6) In the new blank document, type the following entries:
@echo off
lh %SYSTEMROOT%\system32\mscdexnt.exe
lh %SYSTEMROOT%\system32\redir
lh %SYSTEMROOT%\system32\dosx
SET BLASTER=A220 I5 D1 P330 T3

7) On the File menu, click Save As.

8) In the File Name box, type Autoexec.nt, and then click Save. Close the 
Autoexec.nt file.

9) Start Windows Explorer. Locate the Config.nt file, right-click the 
Config.nt file, and then click Copy.

10) Right-click the %SYSTEMROOT%\System32 (usually Windows\System32) folder, 
and then click Paste.

11) Locate the Autoexec.nt file, right-click the Autoexec.nt file, and then 
click Copy.

12) Right-click the %SYSTEMROOT%\System32 folder, and then click Paste.

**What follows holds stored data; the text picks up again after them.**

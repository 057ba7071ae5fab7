use idealgas::core::stats;
use idealgas::{SimulationConfig, SpeedHistogram, TickSummary};

use anyhow::{Context, Result};
use clap::Parser;

use std::path::PathBuf;

/// Headless ideal gas run: load a JSON configuration, advance it and report statistics.
#[derive(Parser, Debug)]
#[command(version, about)]
struct Args {
    /// Path to the JSON configuration.
    #[arg(short, long, default_value = "config.json")]
    config: PathBuf,

    /// Number of ticks to simulate.
    #[arg(short, long, default_value_t = 1000)]
    ticks: usize,

    /// Seed for population sampling; random when omitted.
    #[arg(short, long)]
    seed: Option<u64>,

    /// Log a progress line every N ticks (0 disables).
    #[arg(long, default_value_t = 100)]
    report_every: usize,
}

fn main() -> Result<()> {
    env_logger::Builder::from_env(env_logger::Env::default().default_filter_or("info")).init();
    let args = Args::parse();

    let cfg = SimulationConfig::from_path(&args.config)
        .with_context(|| format!("failed to load {}", args.config.display()))?;
    let mut gas = cfg.build_container(args.seed)?;
    log::info!(
        "arena {}x{}, {} particles in {} species, K={}",
        gas.width(),
        gas.height(),
        gas.len(),
        gas.species().len(),
        gas.neighbor_window()
    );

    let e0 = gas.kinetic_energy();
    let mut total = TickSummary::default();
    for tick in 1..=args.ticks {
        total += gas.increment();
        if args.report_every > 0 && tick % args.report_every == 0 {
            log::info!(
                "tick {tick}: E={:.6} T={:.6} particle collisions={} wall reflections={}",
                gas.kinetic_energy(),
                stats::temperature(gas.particles()).unwrap_or(0.0),
                total.particle_collisions,
                total.wall_reflections
            );
        }
    }
    if total.degenerate_pairs > 0 {
        log::warn!("{} coincident pairs were skipped", total.degenerate_pairs);
    }
    log::info!(
        "energy drift over {} ticks: {:.3e}",
        args.ticks,
        gas.kinetic_energy() - e0
    );

    for (name, speeds) in stats::speeds_by_species(gas.species(), gas.particles()) {
        if speeds.is_empty() {
            continue;
        }
        let hist = SpeedHistogram::from_values(&speeds, cfg.histogram.bin_count, None)?;
        println!("{name} ({} particles)", speeds.len());
        for ((lo, hi), bar) in hist
            .edges
            .iter()
            .zip(hist.edges.iter().skip(1))
            .zip(hist.normalized())
        {
            let width = (bar * 40.0).round() as usize;
            println!("  {lo:>9.3} .. {hi:<9.3} {}", "#".repeat(width));
        }
    }
    Ok(())
}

13) Locate the Command.com file, right-click the expanded Command.com file, 
and then click Copy.

14) Right-click the %SYSTEMROOT%\System32 folder, and then click Paste.

15) Restart your computer.


----------



## Cheesy (Sep 26, 2004)

Cheesball you are a ****ing GOD that helped me so much i have a general knowledge with computers but i was stumped wen i had this problem and your help well easy 2 understand and mate thank you!


----------



## Cheeseball81 (Mar 3, 2004)

LOL

You are very welcome  

Glad it worked! :up:


----------



## hankhill_ (Jan 1, 2004)

Bravo cheeseball impressive lol


----------



## Cheeseball81 (Mar 3, 2004)

lol :up:


----------



## slinky1 (Oct 5, 2004)

I have the same prob but I have win 2000 pro, will this fix still work?


----------



## Maritimesea (Sep 9, 2004)

I have delta force 2 as well. I've found it to be excellent therapy for people like me who would rather not hit a punching bag to get out frustrations. I don't have it installed right now so I forget the name of that gun that has about two hundred rounds, 800 meter range and no scope. It's usually useless for winning a scenario, but I LOVE equipping it, turning up the sound and running at the enemy whilst holding the trigger/mouse. OOSSSAMMMMMAAAAA!!!!


----------



## The Defender (Nov 15, 2004)

I do not have my Windows XP disc as i tdidn't come with my computer can still get deltaforce to work?


----------



## Cheeseball81 (Mar 3, 2004)

Are you experiencing that error?


----------



## The Defender (Nov 15, 2004)

Yes that exact one


----------



## The Defender (Nov 15, 2004)

I just want it to work you know because i get extremely frustrated easily when i cant sove the problem myself!!


----------



## Cheeseball81 (Mar 3, 2004)

Defender,

Since you don't have the XP disc...try this instead:

Go into the Windows folder, there is another folder in there called "Repair" which has a copy of the file autoexec.nt, just copy it over the old one in the System32 folder.

This should fix it :up:


----------



## The Defender (Nov 15, 2004)

tHANK YOU SO MUCH YOU ARE A GENIUS THANK YOU!!


----------



## Cheeseball81 (Mar 3, 2004)

You're welcome


----------



## Sysko (May 17, 2004)

Great advice Cheeseball...
That info helped me fix my neighbours pc as she was unable to install her new game...Thanks again

Cheers :up:


----------



## Cheeseball81 (Mar 3, 2004)

You're welcome


----------



## beverlyh (Jan 6, 2005)

when i insert the disk the auto run window comes up and when i click install sculptur.exe: it says-

16 bit windows subsystem

C:/WINDOWS\SYSTEM32\AUTOEXEC.NT. The system file is not suitable for running MS-DOS and microsoft windows applications. choose 'close' to terminate the application.
close ignore

I guess I'm pretty much lost now. My computer skills are very poor. Thanks. I hope you can help an illiterate like me.[/QUOTE]


----------



## Couriant (Mar 26, 2002)

follow cheeseball's advice on how to repair the autoexec.nt file. 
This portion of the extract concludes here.